Collections, Collections

     As the next round of holidays swiftly comes around the corner, the gifts to give and receive are quickly staring to pile up. Stuff you've hoped for, like the new Wii or movie that just came out on Blu Ray. And stuff you've secretly hoped NOT for, like that scary looking head-massage-thing you looked at accidentally while shopping with your significant other (or maybe NOT so significant other after you receive it...). Being able to forecast what someone may want or need in the future is an artform, and the holidays always prove to be the most strenuous of tests.

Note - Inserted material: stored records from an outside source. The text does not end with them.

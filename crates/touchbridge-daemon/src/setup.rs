//! Config loading.

use std::path::PathBuf;

use crate::config::Config;
use crate::error::DaemonError;

/// Load configuration from the given path, or the default location.
///
/// Returns the file the config was read from, or `None` when the file is
/// missing and the defaults are used. Loading happens before logging is set
/// up, so the caller reports the source.
pub fn load_config(path: Option<&str>) -> Result<(Config, Option<PathBuf>), DaemonError> {
    let config_path = match path {
        Some(p) => PathBuf::from(p),
        None => default_config_path(),
    };

    if config_path.exists() {
        let content = std::fs::read_to_string(&config_path)
            .map_err(|e| DaemonError::Config(format!("failed to read config: {e}")))?;
        let config: Config = toml::from_str(&content)
            .map_err(|e| DaemonError::Config(format!("failed to parse config: {e}")))?;
        if config.daemon.read_chunk == 0 {
            return Err(DaemonError::Config("read_chunk must be positive".to_string()));
        }
        Ok((config, Some(config_path)))
    } else {
        Ok((Config::default(), None))
    }
}

/// Get the default config directory path.
pub fn config_dir() -> PathBuf {
    dirs::config_dir()
        .unwrap_or_else(|| PathBuf::from("~/.config"))
        .join("touchbridge")
}

fn default_config_path() -> PathBuf {
    config_dir().join("config.toml")
}
//! Protocol errors.

use thiserror::Error;

#[derive(Debug, Error, PartialEq, Eq)]
pub enum ProtocolError {
    #[error("empty command line")]
    Empty,

    #[error("unknown opcode {0:?}")]
    UnknownOpcode(char),

    #[error("opcode {opcode:?} needs {expected} fields, parsed {found}")]
    MissingFields {
        opcode: char,
        expected: usize,
        found: usize,
    },
}
//! Input subsystem errors.

use std::path::PathBuf;

use thiserror::Error;
use touchbridge_types::DeviceRole;

#[derive(Debug, Error)]
pub enum InputError {
    #[error("failed to open device {path}: {reason}")]
    DeviceOpen { path: PathBuf, reason: String },

    #[error("failed to scan {0}: {1}")]
    Scan(PathBuf, std::io::Error),

    #[error("no touch device found in {0}")]
    NoTouchDevice(PathBuf),

    #[error("no {0} device available")]
    DeviceMissing(DeviceRole),

    #[error("failed to write to {role} device: {source}")]
    Write {
        role: DeviceRole,
        #[source]
        source: std::io::Error,
    },

    #[error("unexpected axis 0x{0:04x} on touch device")]
    UnexpectedAxis(u16),

    #[error("touch device does not report the {0} axis")]
    MissingAxis(&'static str),

    #[error("failed to read calibration: {0}")]
    Calibration(String),

    #[error("key code {0} does not fit a keyboard record")]
    KeyCodeOutOfRange(u32),

    #[error("failed to prepare node {path}: {reason}")]
    Node { path: PathBuf, reason: String },

    #[error("hot-plug watch failed: {0}")]
    Watch(String),
}
//! Monthly view
//!
//! One row per calendar day with its income/expense/net subtotal, folding
//! into the month totals shown in the summary panel.

use ratatui::{
    layout::{Constraint, Rect},
    style::{Color, Modifier, Style},
    widgets::{Block, Borders, Cell, Paragraph, Row, Table},
    Frame,
};

use crate::tui::app::App;

/// Render the per-day buckets of the month
pub fn render(frame: &mut Frame, app: &App, area: Rect) {
    let block = Block::default()
        .borders(Borders::ALL)
        .border_style(Style::default().fg(Color::DarkGray));

    let summary = match &app.monthly {
        Some(summary) if !summary.days.is_empty() => summary,
        _ => {
            let text = Paragraph::new("No movements this month.")
                .block(block)
                .style(Style::default().fg(Color::DarkGray));
            frame.render_widget(text, area);
            return;
        }
    };

    let widths = [
        Constraint::Length(12), // Day
        Constraint::Length(10), // Movements
        Constraint::Length(14), // Income
        Constraint::Length(14), // Expense
        Constraint::Length(14), // Net
    ];

    let header = Row::new(vec![
        Cell::from("Day"),
        Cell::from("Entries"),
        Cell::from("Income"),
        Cell::from("Expense"),
        Cell::from("Net"),
    ])
    .style(
        Style::default()
            .fg(Color::Yellow)
            .add_modifier(Modifier::BOLD),
    )
    .height(1);

    let rows: Vec<Row> = summary
        .days
        .iter()
        .map(|day| {
            let net = day.net();
            let net_color = if net.is_negative() {
                Color::Red
            } else {
                Color::Green
            };
            Row::new(vec![
                Cell::from(day.date.format("%Y-%m-%d").to_string()),
                Cell::from(day.movements.len().to_string()),
                Cell::from(day.totals.income.to_string()),
                Cell::from(day.totals.expense.to_string()),
                Cell::from(net.to_string()).style(Style::default().fg(net_color)),
            ])
        })
        .collect();

    let table = Table::new(rows, widths).header(header).block(block);
    frame.render_widget(table, area);
}
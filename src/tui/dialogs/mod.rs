//! Modal dialogs

pub mod confirm;
pub mod movement;

pub use movement::{MovementField, MovementFormState};
//! Terminal display formatting for the CLI surface

pub mod movement;

pub use movement::{format_movement_table, format_summary_table};
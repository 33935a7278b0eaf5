//! JSON-file-backed document store
//!
//! One JSON file per collection under the data directory, loaded into an
//! in-memory cache on first access and written back atomically after every
//! mutation. Matches the rest of the application's single-process model.

use std::collections::HashMap;
use std::path::{Path, PathBuf};
use std::sync::RwLock;

use serde::{Deserialize, Serialize};
use uuid::Uuid;

use super::file_io::{read_json, write_json_atomic};
use super::{sort_documents, Document, DocumentStore, Fields, Filter, OrderBy, StoreError,
            StoreResult};

/// On-disk shape of one collection
#[derive(Debug, Clone, Default, Serialize, Deserialize)]
struct CollectionData {
    /// Documents in insertion order; the position is the stable base order
    /// for unordered listings.
    documents: Vec<StoredDocument>,
}

#[derive(Debug, Clone, Serialize, Deserialize)]
struct StoredDocument {
    id: Uuid,
    fields: Fields,
}

/// Document store persisting each collection to `<dir>/<collection>.json`
pub struct FileStore {
    dir: PathBuf,
    cache: RwLock<HashMap<String, Vec<StoredDocument>>>,
}

impl FileStore {
    /// Create a store rooted at the given directory
    pub fn new(dir: impl Into<PathBuf>) -> Self {
        Self {
            dir: dir.into(),
            cache: RwLock::new(HashMap::new()),
        }
    }

    fn collection_path(&self, collection: &str) -> PathBuf {
        self.dir.join(format!("{}.json", collection))
    }

    /// Load a collection into the cache if it isn't there yet
    fn ensure_loaded(&self, collection: &str) -> StoreResult<()> {
        {
            let cache = self.cache.read().expect("poisoned lock");
            if cache.contains_key(collection) {
                return Ok(());
            }
        }

        let data: CollectionData = read_json(self.collection_path(collection))?;
        let mut cache = self.cache.write().expect("poisoned lock");
        cache.entry(collection.to_string()).or_insert(data.documents);
        Ok(())
    }

    /// Write a collection's current cache state back to disk
    fn persist(&self, collection: &str, documents: &[StoredDocument]) -> StoreResult<()> {
        let data = CollectionData {
            documents: documents.to_vec(),
        };
        write_json_atomic(self.collection_path(collection), &data)
    }

    /// Directory this store writes into
    pub fn dir(&self) -> &Path {
        &self.dir
    }
}

impl DocumentStore for FileStore {
    fn list(
        &self,
        collection: &str,
        filters: &[Filter],
        order: Option<&OrderBy>,
    ) -> StoreResult<Vec<Document>> {
        self.ensure_loaded(collection)?;

        let cache = self.cache.read().expect("poisoned lock");
        let mut docs: Vec<Document> = cache
            .get(collection)
            .map(|documents| {
                documents
                    .iter()
                    .filter(|doc| filters.iter().all(|f| f.matches(&doc.fields)))
                    .map(|doc| Document {
                        id: doc.id,
                        fields: doc.fields.clone(),
                    })
                    .collect()
            })
            .unwrap_or_default();

        if let Some(order) = order {
            sort_documents(&mut docs, order);
        }

        Ok(docs)
    }

    fn create(&self, collection: &str, fields: Fields) -> StoreResult<Uuid> {
        self.ensure_loaded(collection)?;

        let id = Uuid::new_v4();
        let mut cache = self.cache.write().expect("poisoned lock");
        let documents = cache.entry(collection.to_string()).or_default();
        documents.push(StoredDocument { id, fields });
        self.persist(collection, documents)?;

        Ok(id)
    }

    fn update(&self, collection: &str, id: Uuid, fields: Fields) -> StoreResult<()> {
        self.ensure_loaded(collection)?;

        let mut cache = self.cache.write().expect("poisoned lock");
        let documents = cache
            .get_mut(collection)
            .ok_or(StoreError::NotFound(id))?;
        let doc = documents
            .iter_mut()
            .find(|doc| doc.id == id)
            .ok_or(StoreError::NotFound(id))?;

        for (key, value) in fields {
            doc.fields.insert(key, value);
        }

        self.persist(collection, documents)
    }

    fn delete(&self, collection: &str, id: Uuid) -> StoreResult<()> {
        self.ensure_loaded(collection)?;

        let mut cache = self.cache.write().expect("poisoned lock");
        let documents = cache
            .get_mut(collection)
            .ok_or(StoreError::NotFound(id))?;
        let before = documents.len();
        documents.retain(|doc| doc.id != id);
        if documents.len() == before {
            return Err(StoreError::NotFound(id));
        }

        self.persist(collection, documents)
    }
}

#[cfg(test)]
mod tests {
    use super::*;
    use serde_json::json;
    use tempfile::TempDir;

    fn doc_fields(description: &str, date: &str) -> Fields {
        let mut fields = Fields::new();
        fields.insert("description".to_string(), json!(description));
        fields.insert("date".to_string(), json!(date));
        fields
    }

    #[test]
    fn test_create_persists_to_disk() {
        let temp_dir = TempDir::new().unwrap();
        let store = FileStore::new(temp_dir.path());

        let id = store
            .create("movements", doc_fields("persisted", "2025-03-01"))
            .unwrap();
        assert!(temp_dir.path().join("movements.json").exists());

        // A fresh store instance reads the same data back
        let reopened = FileStore::new(temp_dir.path());
        let docs = reopened.list("movements", &[], None).unwrap();
        assert_eq!(docs.len(), 1);
        assert_eq!(docs[0].id, id);
    }

    #[test]
    fn test_update_and_delete_round_trip() {
        let temp_dir = TempDir::new().unwrap();
        let store = FileStore::new(temp_dir.path());

        let id = store
            .create("movements", doc_fields("original", "2025-03-01"))
            .unwrap();

        let mut patch = Fields::new();
        patch.insert("description".to_string(), json!("edited"));
        store.update("movements", id, patch).unwrap();

        let reopened = FileStore::new(temp_dir.path());
        let docs = reopened.list("movements", &[], None).unwrap();
        assert_eq!(docs[0].fields["description"], json!("edited"));

        store.delete("movements", id).unwrap();
        let reopened = FileStore::new(temp_dir.path());
        assert!(reopened.list("movements", &[], None).unwrap().is_empty());
    }

    #[test]
    fn test_unknown_id_is_not_found() {
        let temp_dir = TempDir::new().unwrap();
        let store = FileStore::new(temp_dir.path());
        store
            .create("movements", doc_fields("only", "2025-03-01"))
            .unwrap();

        let missing = Uuid::new_v4();
        assert!(matches!(
            store.update("movements", missing, Fields::new()),
            Err(StoreError::NotFound(_))
        ));
        assert!(matches!(
            store.delete("movements", missing),
            Err(StoreError::NotFound(_))
        ));
    }

    #[test]
    fn test_list_with_filter_and_order() {
        let temp_dir = TempDir::new().unwrap();
        let store = FileStore::new(temp_dir.path());

        store
            .create("movements", doc_fields("b", "2025-03-20"))
            .unwrap();
        store
            .create("movements", doc_fields("a", "2025-03-05"))
            .unwrap();

        let docs = store
            .list("movements", &[], Some(&OrderBy::asc("date")))
            .unwrap();
        assert_eq!(docs[0].fields["description"], json!("a"));
        assert_eq!(docs[1].fields["description"], json!("b"));
    }

}
//! Clipboard summary
//!
//! Plain-text rendering of an aggregated view, suitable for pasting into a
//! message or a report. A pure formatter over data the register already
//! computed.

use crate::models::Money;
use crate::register::{MethodBreakdown, Totals};

/// Build the clipboard text for one aggregated view.
///
/// `title` names the window ("2025-03-10", "March 2025", "Full history");
/// `balance` is included only when known.
pub fn build_clipboard_summary(
    title: &str,
    totals: &Totals,
    breakdown: &MethodBreakdown,
    balance: Option<Money>,
) -> String {
    let mut out = String::new();

    out.push_str(&format!("Cash register - {}\n", title));
    out.push_str(&format!("Income:  {}\n", totals.income));
    out.push_str(&format!("Expense: {}\n", totals.expense));
    out.push_str(&format!("Net:     {}\n", totals.net()));

    out.push('\n');
    out.push_str("By payment method:\n");
    for (method, bucket) in breakdown.iter() {
        if *bucket == Totals::default() {
            continue;
        }
        out.push_str(&format!(
            "  {:<10} income {}  expense {}  net {}\n",
            method.to_string(),
            bucket.income,
            bucket.expense,
            bucket.net(),
        ));
    }

    if let Some(balance) = balance {
        out.push('\n');
        out.push_str(&format!("Running balance: {}\n", balance));
    }

    out
}
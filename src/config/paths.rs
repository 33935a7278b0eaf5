//! Path management for caja-cli
//!
//! Provides XDG-compliant path resolution for configuration and data.
//!
//! ## Path Resolution Order
//!
//! 1. `CAJA_CLI_DATA_DIR` environment variable (if set)
//! 2. Unix (Linux/macOS): `$XDG_CONFIG_HOME/caja-cli` or `~/.config/caja-cli`
//! 3. Windows: `%APPDATA%\caja-cli`

use std::path::PathBuf;

use crate::error::CajaError;

/// Manages all paths used by caja-cli
#[derive(Debug, Clone)]
pub struct CajaPaths {
    /// Base directory for all caja-cli data
    base_dir: PathBuf,
}

impl CajaPaths {
    /// Create a new CajaPaths instance
    ///
    /// # Errors
    ///
    /// Returns an error if the home directory cannot be determined.
    pub fn new() -> Result<Self, CajaError> {
        let base_dir = if let Ok(custom) = std::env::var("CAJA_CLI_DATA_DIR") {
            PathBuf::from(custom)
        } else {
            resolve_default_path()?
        };

        Ok(Self { base_dir })
    }

    /// Create CajaPaths with a custom base directory (useful for testing)
    pub fn with_base_dir(base_dir: PathBuf) -> Self {
        Self { base_dir }
    }

    /// Get the base directory (~/.config/caja-cli/ or equivalent)
    pub fn base_dir(&self) -> &PathBuf {
        &self.base_dir
    }

    /// Get the data directory, where the document store keeps collections
    pub fn data_dir(&self) -> PathBuf {
        self.base_dir.join("data")
    }

    /// Get the export directory, the default target for spreadsheet exports
    pub fn export_dir(&self) -> PathBuf {
        self.base_dir.join("exports")
    }

    /// Get the path to the settings file
    pub fn settings_file(&self) -> PathBuf {
        self.base_dir.join("config.json")
    }

    /// Ensure all required directories exist
    pub fn ensure_directories(&self) -> Result<(), CajaError> {
        std::fs::create_dir_all(&self.base_dir)
            .map_err(|e| CajaError::Io(format!("Failed to create base directory: {}", e)))?;

        std::fs::create_dir_all(self.data_dir())
            .map_err(|e| CajaError::Io(format!("Failed to create data directory: {}", e)))?;

        std::fs::create_dir_all(self.export_dir())
            .map_err(|e| CajaError::Io(format!("Failed to create export directory: {}", e)))?;

        Ok(())
    }

    /// Check if caja-cli has been initialized (config file exists)
    pub fn is_initialized(&self) -> bool {
        self.settings_file().exists()
    }
}

/// Resolve the default data directory path based on platform
#[cfg(not(windows))]
fn resolve_default_path() -> Result<PathBuf, CajaError> {
    // Unix (Linux/macOS): Use XDG_CONFIG_HOME if set, otherwise ~/.config
    let config_base = std::env::var("XDG_CONFIG_HOME")
        .map(PathBuf::from)
        .or_else(|_| {
            std::env::var("HOME")
                .map(|home| PathBuf::from(home).join(".config"))
                .map_err(|_| CajaError::Config("Could not determine home directory".into()))
        })?;
    Ok(config_base.join("caja-cli"))
}

/// Resolve the default data directory path based on platform
#[cfg(windows)]
fn resolve_default_path() -> Result<PathBuf, CajaError> {
    // Windows: Use APPDATA
    let appdata = std::env::var("APPDATA")
        .map_err(|_| CajaError::Config("Could not determine APPDATA directory".into()))?;
    Ok(PathBuf::from(appdata).join("caja-cli"))
}

#[cfg(test)]
mod tests {
    use super::*;
    use tempfile::TempDir;

    #[test]
    fn test_custom_base_dir() {
        let temp_dir = TempDir::new().unwrap();
        let paths = CajaPaths::with_base_dir(temp_dir.path().to_path_buf());

        assert_eq!(paths.base_dir(), temp_dir.path());
        assert_eq!(paths.data_dir(), temp_dir.path().join("data"));
        assert_eq!(paths.export_dir(), temp_dir.path().join("exports"));
        assert_eq!(paths.settings_file(), temp_dir.path().join("config.json"));
    }

    #[test]
    fn test_ensure_directories() {
        let temp_dir = TempDir::new().unwrap();
        let paths = CajaPaths::with_base_dir(temp_dir.path().to_path_buf());

        paths.ensure_directories().unwrap();

        assert!(paths.data_dir().exists());
        assert!(paths.export_dir().exists());
    }

    #[test]
    fn test_not_initialized_without_config() {
        let temp_dir = TempDir::new().unwrap();
        let paths = CajaPaths::with_base_dir(temp_dir.path().to_path_buf());
        assert!(!paths.is_initialized());
    }
}
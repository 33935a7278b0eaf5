//! Terminal User Interface module
//!
//! The interactive register: a ratatui screen over the view controller in
//! `app`, with modal dialogs for entry, edit, and delete confirmation.

pub mod app;
pub mod event;
pub mod handler;
pub mod terminal;

// Views
pub mod views;

// Widgets
pub mod widgets;

// Dialogs
pub mod dialogs;

// Layout
pub mod layout;

pub use app::App;
pub use terminal::run_tui;
//! Event handling for the TUI
//!
//! Polls terminal events (key presses, resize) on a background thread and
//! delivers them, interleaved with periodic ticks, over a channel.

use crossterm::event::{self, Event as CrosstermEvent, KeyEvent};
use std::sync::mpsc;
use std::thread;
use std::time::{Duration, Instant};

/// Terminal events
#[derive(Debug, Clone)]
pub enum Event {
    /// Key press event
    Key(KeyEvent),
    /// Terminal resize
    Resize(u16, u16),
    /// Tick event for periodic updates (notification expiry)
    Tick,
}

/// Event handler for terminal events
pub struct EventHandler {
    receiver: mpsc::Receiver<Event>,
    #[allow(dead_code)]
    handler: thread::JoinHandle<()>,
}

impl EventHandler {
    /// Create a new event handler with the specified tick rate
    pub fn new(tick_rate: Duration) -> Self {
        let (sender, receiver) = mpsc::channel();
        let handler = thread::spawn(move || {
            let mut last_tick = Instant::now();
            loop {
                let timeout = tick_rate
                    .checked_sub(last_tick.elapsed())
                    .unwrap_or(Duration::ZERO);

                match event::poll(timeout) {
                    Ok(true) => match event::read() {
                        Ok(CrosstermEvent::Key(key)) => {
                            if sender.send(Event::Key(key)).is_err() {
                                return;
                            }
                        }
                        Ok(CrosstermEvent::Resize(width, height)) => {
                            if sender.send(Event::Resize(width, height)).is_err() {
                                return;
                            }
                        }
                        Ok(_) => {}
                        Err(_) => return,
                    },
                    Ok(false) => {}
                    Err(_) => return,
                }

                if last_tick.elapsed() >= tick_rate {
                    if sender.send(Event::Tick).is_err() {
                        return;
                    }
                    last_tick = Instant::now();
                }
            }
        });

        Self { receiver, handler }
    }

    /// Get the next event (blocking)
    pub fn next(&self) -> Result<Event, mpsc::RecvError> {
        self.receiver.recv()
    }
}

impl Default for EventHandler {
    fn default() -> Self {
        Self::new(Duration::from_millis(250))
    }
}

     And this is where stewards of Natural History Collections can relate. They must not only be able to meet the needs current scientists working on our earth's biodiversity, but also forecast and prepare for the scientists of the future. In fact, sometimes its the stuff that you unintentionally get in the field collecting, solely by chance because it catches your eye, that can be the most valuable to others. You throw the specimen in your bag, process it, and then incorporate in to the collection as part of your field expedition of a particular area's diversity. Thirty years later, a scientist working on a particular group will find that specimen in the collection, and discover that it is the only record of the thing existing in that part of the world, and they can finally finish their study or thesis. Unfortunately that may not be the case for a head-massage-instrument, unless you consider your house a museum and the scientist some person on Ebay, just waiting for you to post it!
     My PhD dissertation work, as with many people working in taxonomy, relies on this forward thinking for specimens that I can't actually collect myself. As a case in point, part of my thesis work included working on plant-bugs (Miridae) that are from Papua New Guinea and the Indo-Pacific. Most of the diversity was known from the island, including some of the most bizarre body forms for mimicking ants. Swollen heads to mimic the swollen heads of ants, constricted wings and abdomens to mimic the distinctive ant petiole (waist). Very unique and fascinating bugs.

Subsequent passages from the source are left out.